** DATA SUPPLIED follows **

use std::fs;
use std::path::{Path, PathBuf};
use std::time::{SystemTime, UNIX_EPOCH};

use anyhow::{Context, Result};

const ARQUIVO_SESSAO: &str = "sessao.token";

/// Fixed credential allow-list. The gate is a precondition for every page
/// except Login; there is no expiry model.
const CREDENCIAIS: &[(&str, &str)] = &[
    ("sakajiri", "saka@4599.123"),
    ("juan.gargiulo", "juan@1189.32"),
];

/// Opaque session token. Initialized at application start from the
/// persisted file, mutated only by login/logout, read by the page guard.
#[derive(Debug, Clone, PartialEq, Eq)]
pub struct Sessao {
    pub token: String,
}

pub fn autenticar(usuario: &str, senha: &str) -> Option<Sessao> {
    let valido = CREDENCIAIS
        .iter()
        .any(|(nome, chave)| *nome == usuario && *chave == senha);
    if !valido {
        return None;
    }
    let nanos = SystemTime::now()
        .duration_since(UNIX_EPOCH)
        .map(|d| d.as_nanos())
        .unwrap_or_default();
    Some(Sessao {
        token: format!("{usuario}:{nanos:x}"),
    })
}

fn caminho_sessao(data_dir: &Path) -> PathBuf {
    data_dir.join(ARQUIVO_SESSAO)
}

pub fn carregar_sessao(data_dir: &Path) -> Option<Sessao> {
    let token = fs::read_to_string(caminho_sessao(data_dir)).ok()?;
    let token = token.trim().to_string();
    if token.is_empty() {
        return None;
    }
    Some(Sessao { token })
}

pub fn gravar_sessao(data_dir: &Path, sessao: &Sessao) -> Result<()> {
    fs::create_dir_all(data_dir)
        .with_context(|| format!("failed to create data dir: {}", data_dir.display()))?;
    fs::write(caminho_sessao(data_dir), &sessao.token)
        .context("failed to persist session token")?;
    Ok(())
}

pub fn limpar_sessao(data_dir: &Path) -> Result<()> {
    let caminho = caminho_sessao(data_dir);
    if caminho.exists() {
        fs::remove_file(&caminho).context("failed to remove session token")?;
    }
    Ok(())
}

** End of DATA SUPPLIED **

TASK DIRECTIONS:
All lines from the one with "let token = token.trim().to_string();" through the final line above are to be quoted exactly; quote no other line.

EXPECTED ANSWER:
    let token = token.trim().to_string();
    if token.is_empty() {
        return None;
    }
    Some(Sessao { token })
}

pub fn gravar_sessao(data_dir: &Path, sessao: &Sessao) -> Result<()> {
    fs::create_dir_all(data_dir)
        .with_context(|| format!("failed to create data dir: {}", data_dir.display()))?;
    fs::write(caminho_sessao(data_dir), &sessao.token)
        .context("failed to persist session token")?;
    Ok(())
}

pub fn limpar_sessao(data_dir: &Path) -> Result<()> {
    let caminho = caminho_sessao(data_dir);
    if caminho.exists() {
        fs::remove_file(&caminho).context("failed to remove session token")?;
    }
    Ok(())
}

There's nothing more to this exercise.